AIM OF THE EXERCISE: Output the data below exactly. Leave nothing out.

DATA FOR THIS EXERCISE: Begin

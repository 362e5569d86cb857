//! Authoritative price table of the generator.
//!
//! `PriceState` maps each symbol to its current price. The key set is fixed at
//! construction; only prices change afterwards. Access goes through a fair
//! reader/writer lock:
//!
//! - `PriceState::mutate` — applies one tick of perturbation to every symbol while
//!   holding the write lock, so no reader can observe a half-updated table.
//! - `PriceState::snapshot` — copies the whole table under the read lock and stamps it
//!   with a single timestamp, so every quote emitted from it belongs to the same tick.
//! - `PriceState::resolve` — turns a subscriber's requested symbols into the set that
//!   will actually be streamed, silently dropping names that are not known.

use std::collections::HashMap;

use parking_lot::RwLock;
use quote_common::quote::now_millis;
use quote_common::symbols::validate_symbol;
use quote_common::{Quote, QuoteError, Result};

use super::perturbation::Perturbation;

/// Result of one tick for a single symbol.
#[derive(Debug, Clone, PartialEq)]
pub struct PriceMove {
    pub symbol: String,
    pub old: f64,
    pub new: f64,
    /// Relative change that was applied, e.g. `0.001` for +0.1%.
    pub change: f64,
}

/// Point-in-time copy of every price, stamped once.
#[derive(Debug, Clone)]
pub struct PriceSnapshot {
    prices: HashMap<String, f64>,
    /// Milliseconds since Unix epoch at the moment the copy was taken.
    pub timestamp: u64,
}

impl PriceSnapshot {
    pub fn get(&self, symbol: &str) -> Option<f64> {
        self.prices.get(symbol).copied()
    }

    pub fn len(&self) -> usize {
        self.prices.len()
    }

    pub fn is_empty(&self) -> bool {
        self.prices.is_empty()
    }

    /// Mint one quote per symbol in `symbols`, all carrying the snapshot timestamp.
    pub fn quotes<'a>(&'a self, symbols: &'a [String]) -> impl Iterator<Item = Quote> + 'a {
        symbols.iter().filter_map(move |symbol| {
            self.get(symbol)
                .map(|price| Quote::new(symbol.clone(), price, self.timestamp))
        })
    }
}

/// Symbol → price mapping owned by the generator.
pub struct PriceState {
    /// Symbols in configuration order. Fixed for the lifetime of the state.
    symbols: Vec<String>,
    prices: RwLock<HashMap<String, f64>>,
}

impl PriceState {
    /// Build the state from an initial price table.
    ///
    /// Fails on an empty symbol, a duplicated symbol, or a price that is not finite and
    /// strictly positive.
    pub fn new<I, S>(initial: I) -> Result<Self>
    where
        I: IntoIterator<Item = (S, f64)>,
        S: AsRef<str>,
    {
        let mut symbols = Vec::new();
        let mut prices = HashMap::new();
        for (raw, price) in initial {
            let symbol = validate_symbol(raw.as_ref())?;
            if !price.is_finite() || price <= 0.0 {
                return Err(QuoteError::InvalidPrice { symbol, price });
            }
            if prices.insert(symbol.clone(), price).is_some() {
                return Err(QuoteError::ParseSymbols(format!("duplicate symbol {symbol}")));
            }
            symbols.push(symbol);
        }
        Ok(Self {
            symbols,
            prices: RwLock::new(prices),
        })
    }

    /// All known symbols in configuration order.
    pub fn symbols(&self) -> &[String] {
        &self.symbols
    }

    pub fn get(&self, symbol: &str) -> Option<f64> {
        self.prices.read().get(symbol).copied()
    }

    /// Apply one tick: `new = old * (1 + change)` for every symbol.
    ///
    /// A move that would leave the price non-positive or non-finite is discarded and the
    /// old price is kept.
    pub fn mutate(&self, perturbation: &mut dyn Perturbation) -> Vec<PriceMove> {
        let mut prices = self.prices.write();
        let mut moves = Vec::with_capacity(self.symbols.len());
        for symbol in &self.symbols {
            let Some(price) = prices.get_mut(symbol) else {
                continue;
            };
            let change = perturbation.next_change();
            let old = *price;
            let candidate = old * (1.0 + change);
            if candidate.is_finite() && candidate > 0.0 {
                *price = candidate;
            }
            moves.push(PriceMove {
                symbol: symbol.clone(),
                old,
                new: *price,
                change,
            });
        }
        moves
    }

    /// Consistent copy of all prices.
    pub fn snapshot(&self) -> PriceSnapshot {
        let prices = self.prices.read().clone();
        PriceSnapshot {
            prices,
            timestamp: now_millis(),
        }
    }

    /// Symbols to stream for a request.
    ///
    /// An empty request means every symbol. Otherwise unknown names are skipped and
    /// duplicates collapsed, keeping the requested order.
    pub fn resolve(&self, requested: &[String]) -> Vec<String> {
        if requested.is_empty() {
            return self.symbols.clone();
        }
        let mut resolved: Vec<String> = Vec::with_capacity(requested.len());
        for symbol in requested {
            if self.symbols.contains(symbol) && !resolved.contains(symbol) {
                resolved.push(symbol.clone());
            }
        }
        resolved
    }
}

DATA FOR THIS EXERCISE: End

ANSWER SECTION:
repository 362e5569d86cb857
//! Authoritative price table of the generator.
//!
//! `PriceState` maps each symbol to its current price. The key set is fixed at
//! construction; only prices change afterwards. Access goes through a fair
//! reader/writer lock:
//!
//! - `PriceState::mutate` — applies one tick of perturbation to every symbol while
//!   holding the write lock, so no reader can observe a half-updated table.
//! - `PriceState::snapshot` — copies the whole table under the read lock and stamps it
//!   with a single timestamp, so every quote emitted from it belongs to the same tick.
//! - `PriceState::resolve` — turns a subscriber's requested symbols into the set that
//!   will actually be streamed, silently dropping names that are not known.

use std::collections::HashMap;

use parking_lot::RwLock;
use quote_common::quote::now_millis;
use quote_common::symbols::validate_symbol;
use quote_common::{Quote, QuoteError, Result};

use super::perturbation::Perturbation;

/// Result of one tick for a single symbol.
#[derive(Debug, Clone, PartialEq)]
pub struct PriceMove {
    pub symbol: String,
    pub old: f64,
    pub new: f64,
    /// Relative change that was applied, e.g. `0.001` for +0.1%.
    pub change: f64,
}

/// Point-in-time copy of every price, stamped once.
#[derive(Debug, Clone)]
pub struct PriceSnapshot {
    prices: HashMap<String, f64>,
    /// Milliseconds since Unix epoch at the moment the copy was taken.
    pub timestamp: u64,
}

impl PriceSnapshot {
    pub fn get(&self, symbol: &str) -> Option<f64> {
        self.prices.get(symbol).copied()
    }

    pub fn len(&self) -> usize {
        self.prices.len()
    }

    pub fn is_empty(&self) -> bool {
        self.prices.is_empty()
    }

    /// Mint one quote per symbol in `symbols`, all carrying the snapshot timestamp.
    pub fn quotes<'a>(&'a self, symbols: &'a [String]) -> impl Iterator<Item = Quote> + 'a {
        symbols.iter().filter_map(move |symbol| {
            self.get(symbol)
                .map(|price| Quote::new(symbol.clone(), price, self.timestamp))
        })
    }
}

/// Symbol → price mapping owned by the generator.
pub struct PriceState {
    /// Symbols in configuration order. Fixed for the lifetime of the state.
    symbols: Vec<String>,
    prices: RwLock<HashMap<String, f64>>,
}

impl PriceState {
    /// Build the state from an initial price table.
    ///
    /// Fails on an empty symbol, a duplicated symbol, or a price that is not finite and
    /// strictly positive.
    pub fn new<I, S>(initial: I) -> Result<Self>
    where
        I: IntoIterator<Item = (S, f64)>,
        S: AsRef<str>,
    {
        let mut symbols = Vec::new();
        let mut prices = HashMap::new();
        for (raw, price) in initial {
            let symbol = validate_symbol(raw.as_ref())?;
            if !price.is_finite() || price <= 0.0 {
                return Err(QuoteError::InvalidPrice { symbol, price });
            }
            if prices.insert(symbol.clone(), price).is_some() {
                return Err(QuoteError::ParseSymbols(format!("duplicate symbol {symbol}")));
            }
            symbols.push(symbol);
        }
        Ok(Self {
            symbols,
            prices: RwLock::new(prices),
        })
    }

    /// All known symbols in configuration order.
    pub fn symbols(&self) -> &[String] {
        &self.symbols
    }

    pub fn get(&self, symbol: &str) -> Option<f64> {
        self.prices.read().get(symbol).copied()
    }

    /// Apply one tick: `new = old * (1 + change)` for every symbol.
    ///
    /// A move that would leave the price non-positive or non-finite is discarded and the
    /// old price is kept.
    pub fn mutate(&self, perturbation: &mut dyn Perturbation) -> Vec<PriceMove> {
        let mut prices = self.prices.write();
        let mut moves = Vec::with_capacity(self.symbols.len());
        for symbol in &self.symbols {
            let Some(price) = prices.get_mut(symbol) else {
                continue;
            };
            let change = perturbation.next_change();
            let old = *price;
            let candidate = old * (1.0 + change);
            if candidate.is_finite() && candidate > 0.0 {
                *price = candidate;
            }
            moves.push(PriceMove {
                symbol: symbol.clone(),
                old,
                new: *price,
                change,
            });
        }
        moves
    }

    /// Consistent copy of all prices.
    pub fn snapshot(&self) -> PriceSnapshot {
        let prices = self.prices.read().clone();
        PriceSnapshot {
            prices,
            timestamp: now_millis(),
        }
    }

    /// Symbols to stream for a request.
    ///
    /// An empty request means every symbol. Otherwise unknown names are skipped and
    /// duplicates collapsed, keeping the requested order.
    pub fn resolve(&self, requested: &[String]) -> Vec<String> {
        if requested.is_empty() {
            return self.symbols.clone();
        }
        let mut resolved: Vec<String> = Vec::with_capacity(requested.len());
        for symbol in requested {
            if self.symbols.contains(symbol) && !resolved.contains(symbol) {
                resolved.push(symbol.clone());
            }
        }
        resolved
    }
}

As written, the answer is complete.